SNAP91. also known as clathrin assembly lymphoid myeloid leukemia protein (CALM) or PICALM, is a ubiquitously expressed protein involved in clathrin-mediated endocytosis (CME), a critical process for membrane trafficking and synaptic vesicle recycling. It plays a key role in shaping clathrin-coated pits by interacting with clathrin, AP2 adaptors, and other endocytic machinery components. In neurons, SNAP91 is particularly important for maintaining synaptic vesicle pools and regulating neurotransmitter release, linking it to synaptic plasticity and neuronal communication.

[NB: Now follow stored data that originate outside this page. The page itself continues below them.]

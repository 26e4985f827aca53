//! Link entity: one titled URL in the bio page.

/// A stored link.
///
/// `ordem` defines display order. It is kept unique by the reorder operation
/// but the schema does not enforce it.
#[derive(Debug, Clone, PartialEq, Eq)]
pub struct Link {
    pub id: i32,
    pub titulo: String,
    pub url: String,
    pub ordem: i32,
    pub descricao: Option<String>,
    pub icone: Option<String>,
    pub publicado: bool,
}

/// Link fields as submitted by a client, before validation.
///
/// Used for both create and full-replace update.
#[derive(Debug, Clone, PartialEq, Eq)]
pub struct LinkDraft {
    pub titulo: String,
    pub url: String,
    pub ordem: Option<i32>,
    pub descricao: Option<String>,
    pub icone: Option<String>,
}

/// Validated input for inserting a link.
///
/// `ordem` is resolved by the service before it reaches the repository.
#[derive(Debug, Clone, PartialEq, Eq)]
pub struct NewLink {
    pub titulo: String,
    pub url: String,
    pub ordem: i32,
    pub descricao: Option<String>,
    pub icone: Option<String>,
}

/// Full replacement of a link's editable fields.
///
/// Unlike a patch, `None` for `descricao`/`icone` clears the column.
/// `ordem: None` keeps the current position.
#[derive(Debug, Clone, PartialEq, Eq)]
pub struct LinkReplacement {
    pub titulo: String,
    pub url: String,
    pub ordem: Option<i32>,
    pub descricao: Option<String>,
    pub icone: Option<String>,
}
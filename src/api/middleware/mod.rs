//! HTTP middleware for request processing and protection.
//!
//! Provides authentication and observability middleware.

pub mod auth;
pub mod tracing;
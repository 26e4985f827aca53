//! REST API layer for HTTP request/response handling.
//!
//! This layer translates HTTP requests into service calls and formats
//! responses according to API contracts.
//!
//! # Modules
//!
//! - [`dto`] - Data Transfer Objects for request/response serialization
//! - [`handlers`] - HTTP request handlers
//! - [`middleware`] - Authentication and tracing middleware
//! - [`routes`] - Public and protected route sets

pub mod dto;
pub mod handlers;
pub mod middleware;
pub mod routes;
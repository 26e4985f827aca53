//! PostgreSQL persistence.
//!
//! - [`PgLinkRepository`] - link storage and retrieval
//! - [`migrations`] - embedded schema revisions, baselining and upgrade

pub mod migrations;
pub mod pg_link_repository;

pub use pg_link_repository::PgLinkRepository;
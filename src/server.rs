//! HTTP server initialization and runtime setup.
//!
//! Handles database connections, migrations, the notification worker, and
//! the Axum server lifecycle.

use crate::application::services::{AuthService, LinkService};
use crate::config::Config;
use crate::domain::link_event::LinkEvent;
use crate::infrastructure::notify::{
    LinkNotifier, NullNotifier, WebhookNotifier, run_notification_worker,
};
use crate::infrastructure::persistence::{PgLinkRepository, migrations};
use crate::routes::app_router;
use crate::state::AppState;

use anyhow::{Context, Result};
use axum::ServiceExt;
use axum::extract::Request;
use sqlx::PgPool;
use sqlx::postgres::PgPoolOptions;
use std::net::SocketAddr;
use std::sync::Arc;
use std::time::Duration;
use tokio::sync::mpsc;

/// How long shutdown waits for queued notifications to be delivered.
const WORKER_DRAIN_TIMEOUT: Duration = Duration::from_secs(10);

/// Opens the connection pool with the configured limits.
///
/// # Errors
///
/// Returns an error if the database is unreachable.
pub async fn connect_pool(config: &Config) -> Result<PgPool> {
    let pool = PgPoolOptions::new()
        .max_connections(config.db_max_connections)
        .acquire_timeout(Duration::from_secs(config.db_connect_timeout))
        .idle_timeout(Duration::from_secs(config.db_idle_timeout))
        .max_lifetime(Duration::from_secs(config.db_max_lifetime))
        .connect(&config.database_url)
        .await
        .context("Failed to connect to database")?;

    Ok(pool)
}

fn build_notifier(config: &Config) -> Result<Arc<dyn LinkNotifier>> {
    match &config.webhook_url {
        Some(url) => {
            let notifier = WebhookNotifier::new(url.clone(), config.webhook_timeout())
                .context("Failed to build webhook client")?;
            tracing::info!("Notifications enabled (webhook)");
            Ok(Arc::new(notifier))
        }
        None => {
            tracing::info!("Notifications disabled (NullNotifier)");
            Ok(Arc::new(NullNotifier::new()))
        }
    }
}

/// Runs the HTTP server with the given configuration.
///
/// Initializes:
/// - PostgreSQL connection pool
/// - Schema migrations (baselining a legacy schema first)
/// - Background notification worker
/// - Axum HTTP server with graceful shutdown
///
/// # Errors
///
/// Returns an error if:
/// - Database connection fails
/// - A migration fails
/// - Server bind fails
/// - Server runtime error occurs
pub async fn run(config: Config) -> Result<()> {
    let pool = connect_pool(&config).await?;
    tracing::info!("Connected to database");

    migrations::run(&pool)
        .await
        .context("Failed to migrate")?;

    let notifier = build_notifier(&config)?;
    let (event_tx, event_rx) = mpsc::channel::<LinkEvent>(config.notification_queue_capacity);
    let worker = tokio::spawn(run_notification_worker(event_rx, notifier));
    tracing::info!("Notification worker started");

    let link_repository = Arc::new(PgLinkRepository::new(Arc::new(pool)));
    let state = AppState {
        link_service: Arc::new(LinkService::new(link_repository, event_tx.clone())),
        auth_service: Arc::new(AuthService::new(config.auth_settings()?)),
        notification_sender: event_tx,
    };

    let app = app_router(state, &config.cors_allowed_origins);

    let addr: SocketAddr = config
        .listen_addr
        .parse()
        .with_context(|| format!("Invalid listen address: {}", config.listen_addr))?;
    let listener = tokio::net::TcpListener::bind(addr).await?;
    tracing::info!("Listening on http://{addr}");

    axum::serve(listener, ServiceExt::<Request>::into_make_service(app))
        .with_graceful_shutdown(shutdown_signal())
        .await?;

    // The router, and with it every event sender, is gone once serve returns.
    match tokio::time::timeout(WORKER_DRAIN_TIMEOUT, worker).await {
        Ok(Ok(())) => tracing::info!("Notification worker drained"),
        Ok(Err(e)) => tracing::error!(error = %e, "Notification worker panicked"),
        Err(_) => tracing::warn!("Notification worker did not drain in time; pending events dropped"),
    }

    Ok(())
}

async fn shutdown_signal() {
    use tokio::signal;

    let ctrl_c = async {
        if let Err(e) = signal::ctrl_c().await {
            tracing::error!(error = %e, "Failed to install Ctrl+C handler");
            std::future::pending::<()>().await;
        }
    };

    #[cfg(unix)]
    let terminate = async {
        match signal::unix::signal(signal::unix::SignalKind::terminate()) {
            Ok(mut sigterm) => {
                sigterm.recv().await;
            }
            Err(e) => {
                tracing::error!(error = %e, "Failed to install SIGTERM handler");
                std::future::pending::<()>().await;
            }
        }
    };

    #[cfg(not(unix))]
    let terminate = std::future::pending::<()>();

    tokio::select! {
        _ = ctrl_c => {
            tracing::info!("Received Ctrl+C signal, initiating graceful shutdown...");
        },
        _ = terminate => {
            tracing::info!("Received SIGTERM signal, initiating graceful shutdown...");
        },
    }
}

Antibodies targeting SNAP91 are essential tools for investigating its expression, localization, and function in diverse biological contexts. They are widely used in techniques like Western blotting, immunohistochemistry, and immunofluorescence to study SNAP91's role in cellular processes such as receptor internalization, intracellular signaling, and synaptic transmission. Researchers also utilize these antibodies to explore pathological mechanisms in neurodegenerative diseases (e.g., Alzheimer's and Parkinson's), where disrupted endocytosis is implicated, as well as in cancer studies, given SNAP91's association with leukemias through chromosomal translocations.
Additionally, SNAP91 antibodies help validate genetic models (e.g., knockout mice) and assess protein interactions via co-immunoprecipitation. Their specificity and reliability are critical for advancing our understanding of CME-related disorders and developing targeted therapeutic strategies.